Compounding the problem, U.S. biomedical research is
already strained. After adjusting for inflation, National Institutes of Health
(NIH) budgets have been effectively flat for two decades. New policy changes at
the NIH have further reduced the number of funded grants, driving success rates
in some programs to the low single digits. The predictable result is a research
culture that avoids risk — precisely the opposite of what a competitive
biomedical strategy requires.
These vulnerabilities amplify one another:
underinvestment, regulatory stagnation, weakened workforce pipelines, and now
the dismantling of primate research. China is growing stronger in the places we
are weakening.
Reversing this decline will require clear-eyed policy
choices by federal leaders. First, Congress must view biomedical research as a
matter of national security and adopt multi-year, predictable funding for the
NIH, similar to the Department of Defense’s model. Second, the U.S. must expand
— not eliminate — primate research infrastructure, recognizing it as
indispensable for national security. Third, we must restore stability to the
scientific workforce by reducing training bottlenecks and investing earlier in
young investigators. With funding rates at historically low levels, it means
less capacity in labs to train students and fellows. Under the policies of
current federal leadership, we risk losing an entire generation of scientists
simply because there is not enough money or opportunity to train them.
And perhaps most importantly, federal leadership of our
biomedical system must be grounded in scientific reality, not ideology. The
stakes are too high for symbolic gestures or misinformed crusades.
America still holds many medical research advantages. We
have the world’s premier basic science system, unmatched biotech capacity, and
a culture of innovation that no other nation has replicated (yet).
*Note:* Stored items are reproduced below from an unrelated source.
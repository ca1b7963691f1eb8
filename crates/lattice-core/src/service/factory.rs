use std::fmt;
use std::sync::Arc;

use crate::bundle::Bundle;
use crate::kernel::guard::BoxError;
use crate::service::{InterfaceMap, InterfaceMapPtr, ServiceRegistration, ServiceScope};

/// Produces service objects on demand, one per consuming bundle.
///
/// Both methods run with no framework locks held and may call back into
/// the framework.
pub trait ServiceFactory: Send + Sync {
    fn get_service(&self, bundle: &Bundle, registration: &ServiceRegistration) -> Result<InterfaceMapPtr, BoxError>;

    fn unget_service(
        &self,
        bundle: &Bundle,
        registration: &ServiceRegistration,
        service: &InterfaceMapPtr,
    ) -> Result<(), BoxError>;
}

/// A factory whose services are produced per request
/// (see [`ServiceObjects`](crate::service::ServiceObjects)).
pub trait PrototypeServiceFactory: ServiceFactory {}

/// The forms a service can be registered as.
#[derive(Clone)]
pub enum ServiceObject {
    Instance(InterfaceMapPtr),
    Factory {
        interfaces: Vec<String>,
        factory: Arc<dyn ServiceFactory>,
        scope: ServiceScope,
    },
}

impl ServiceObject {
    pub fn instance(map: InterfaceMap) -> Self {
        ServiceObject::Instance(Arc::new(map))
    }

    /// A bundle-scoped factory publishing under `interfaces`.
    pub fn factory<F: ServiceFactory + 'static>(interfaces: Vec<String>, factory: Arc<F>) -> Self {
        ServiceObject::Factory { interfaces, factory, scope: ServiceScope::Bundle }
    }

    /// A prototype-scoped factory publishing under `interfaces`.
    pub fn prototype<F: PrototypeServiceFactory + 'static>(interfaces: Vec<String>, factory: Arc<F>) -> Self {
        ServiceObject::Factory { interfaces, factory, scope: ServiceScope::Prototype }
    }

    pub fn scope(&self) -> ServiceScope {
        match self {
            ServiceObject::Instance(_) => ServiceScope::Singleton,
            ServiceObject::Factory { scope, .. } => *scope,
        }
    }

    /// Interface names, sorted for a stable object-class list.
    pub fn interfaces(&self) -> Vec<String> {
        let mut names: Vec<String> = match self {
            ServiceObject::Instance(map) => map.keys().cloned().collect(),
            ServiceObject::Factory { interfaces, .. } => interfaces.clone(),
        };
        names.sort();
        names.dedup();
        names
    }
}

impl fmt::Debug for ServiceObject {
    fn fmt(&self, f: &mut fmt::Formatter<'_>) -> fmt::Result {
        f.debug_struct("ServiceObject")
            .field("scope", &self.scope())
            .field("interfaces", &self.interfaces())
            .finish()
    }
}
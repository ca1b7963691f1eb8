//! # Lattice Core Property Errors
//!
//! Errors raised while building or mutating a [`Properties`](super::Properties)
//! dictionary.
use thiserror::Error;

#[derive(Debug, Error, Clone, PartialEq, Eq)]
pub enum PropertyError {
    #[error("Properties contain case variants of the same key: '{first}' and '{second}'")]
    CaseVariantKeys { first: String, second: String },

    #[error("Property '{key}' has an invalid value: {reason}")]
    InvalidValue { key: String, reason: String },
}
But these
strengths are not self-evident. They require continuous investment, strategic
coherence, and policies anchored in evidence.
If we allow ideologically driven policy to override
science — if we dismantle critical research infrastructure while our
competitors build theirs — the decline of American biomedical leadership will
not be an accident. It will be the result of federal policy choices, and the
consequences will be strategic, not symbolic.